North Carolina to get $150M from new opioid settlement as counties expand treatment and recovery services

By Taylor Knopf
North Carolina is poised to receive $150 million from a new multi-state legal settlement with pharmaceutical company Purdue Pharma and its owners, the Sackler family, for their alleged role in fueling the opioid epidemic.
Attorneys general from all 50 states and the United States’ territories finally reached a $7.4 billion agreement with the drug company and the Sacklers in June. This deal — which has taken years to finalize — will move forward once it’s approved in federal bankruptcy court. The company and its owners have faced multiple lawsuits over their marketing of the powerful opioid drug OxyContin. Under the agreement, the Sackler family will pay the majority of the settlement, $6.5 billion, lose control of Purdue Pharma and be barred from selling opioids in the U.S. The family maintains the position that they’ve done nothing wrong.
This settlement is the latest in a series of agreements with drugmakers, distributors and consultants over the manufacture, marketing and sale of opioids that have driven the U.S. overdose crisis for close to three decades.
North Carolina’s $150 million slice of the deal will be doled out to county governments over the next 15 years, with the largest payments distributed in the first three years, according to N.C. Attorney General Jeff Jackson. His office released an estimated breakdown of the amount each county would receive from the Purdue Pharma settlement.
“The Sackler family owned Purdue Pharma, and Purdue Pharma lied to a bunch of doctors about the opioid they had invented, telling them that it wasn’t addictive,” Jackson said in a video statement, calling this settlement the most important announcement he’s made as attorney general. “This led to the prescription pill crisis, which has now morphed into the fentanyl crisis, which is taking lives every single day.”
More than 41,500 North Carolinians died from drug overdose between 2000 and 2023, according to the state health department. In 2023 — the year with the highest number of overdose deaths on record — the department estimated that an average of 12 people died from an overdose every day in North Carolina.
North Carolina’s counties will need to sign on to the deal with Purdue Pharma for the state to receive its full portion of the settlement funds, according to Tare Davis, president of the North Carolina Association of County Commissioners and a Warren County Commissioner.
“Local governments, especially counties, are best positioned to help communities prevent, treat, and recover from opioid use disorders,” Davis said in a news release. “We’re grateful to the Department of Justice for holding accountable the companies that fueled this crisis, and proud of county leaders using settlement funds to make real, lasting impact.”
Multiple opioid settlements
This is not the first national opioid settlement agreement. It’s been three years since states received their first payments from a $26 billion national settlement deal with multiple opioid manufacturers and distributors. North Carolina’s portion from that settlement is $1.4 billion, distributed over 18 years.
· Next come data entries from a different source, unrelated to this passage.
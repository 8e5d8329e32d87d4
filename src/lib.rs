//! sponsorpay Library
//!
//! Re-exports modules for integration testing and external use.

pub mod api;
pub mod domain;
pub mod handlers;
pub mod ledger;

// Private modules (used only by main.rs binary)
pub mod config;
pub mod db;
mod error;

pub use config::Config;
pub use error::{AppError, AppResult};
pub use domain::{Amount, AmountError, DomainError, Principal, Role};
pub use ledger::LedgerService;
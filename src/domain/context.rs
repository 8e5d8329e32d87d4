//! Principal
//!
//! The authenticated identity and role under which an operation executes.
//! Identity verification itself belongs to the external identity provider;
//! every core call receives the principal explicitly rather than reading
//! ambient session state.

use std::fmt;
use std::str::FromStr;
use uuid::Uuid;

use super::DomainError;

/// Platform roles.
#[derive(Debug, Clone, Copy, PartialEq, Eq)]
pub enum Role {
    Creator,
    Admin,
}

impl Role {
    pub fn as_str(&self) -> &'static str {
        match self {
            Self::Creator => "creator",
            Self::Admin => "admin",
        }
    }
}

impl fmt::Display for Role {
    fn fmt(&self, f: &mut fmt::Formatter<'_>) -> fmt::Result {
        f.write_str(self.as_str())
    }
}

impl FromStr for Role {
    type Err = DomainError;

    fn from_str(s: &str) -> Result<Self, Self::Err> {
        match s {
            "creator" => Ok(Self::Creator),
            "admin" => Ok(Self::Admin),
            other => Err(DomainError::UnknownStatus {
                entity: "role",
                value: other.to_string(),
            }),
        }
    }
}

/// The acting principal for a request.
#[derive(Debug, Clone, Copy, PartialEq, Eq)]
pub struct Principal {
    pub id: Uuid,
    pub role: Role,
}

impl Principal {
    pub fn new(id: Uuid, role: Role) -> Self {
        Self { id, role }
    }

    pub fn creator(id: Uuid) -> Self {
        Self::new(id, Role::Creator)
    }

    pub fn admin(id: Uuid) -> Self {
        Self::new(id, Role::Admin)
    }

    pub fn is_admin(&self) -> bool {
        self.role == Role::Admin
    }
}

#[cfg(test)]
mod tests {
    use super::*;

    #[test]
    fn test_role_parse() {
        assert_eq!("admin".parse::<Role>().unwrap(), Role::Admin);
        assert_eq!("creator".parse::<Role>().unwrap(), Role::Creator);
        assert!("superuser".parse::<Role>().is_err());
    }

    #[test]
    fn test_principal_roles() {
        let admin = Principal::admin(Uuid::new_v4());
        assert!(admin.is_admin());

        let creator = Principal::creator(Uuid::new_v4());
        assert!(!creator.is_admin());
    }
}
County and state leaders have signed an agreement that the money from all the opioid settlements is divided so that the majority, 85 percent, goes directly to the counties and a handful of local municipalities. The local governments have agreed to use the money on initiatives that meet certain evidence-based criteria, including addiction treatment and recovery services, as well as harm reduction and addiction prevention efforts. The remaining 15 percent is designated for state lawmakers to spend, which has led to some debate since they are not held to the same criteria and standards as county leaders.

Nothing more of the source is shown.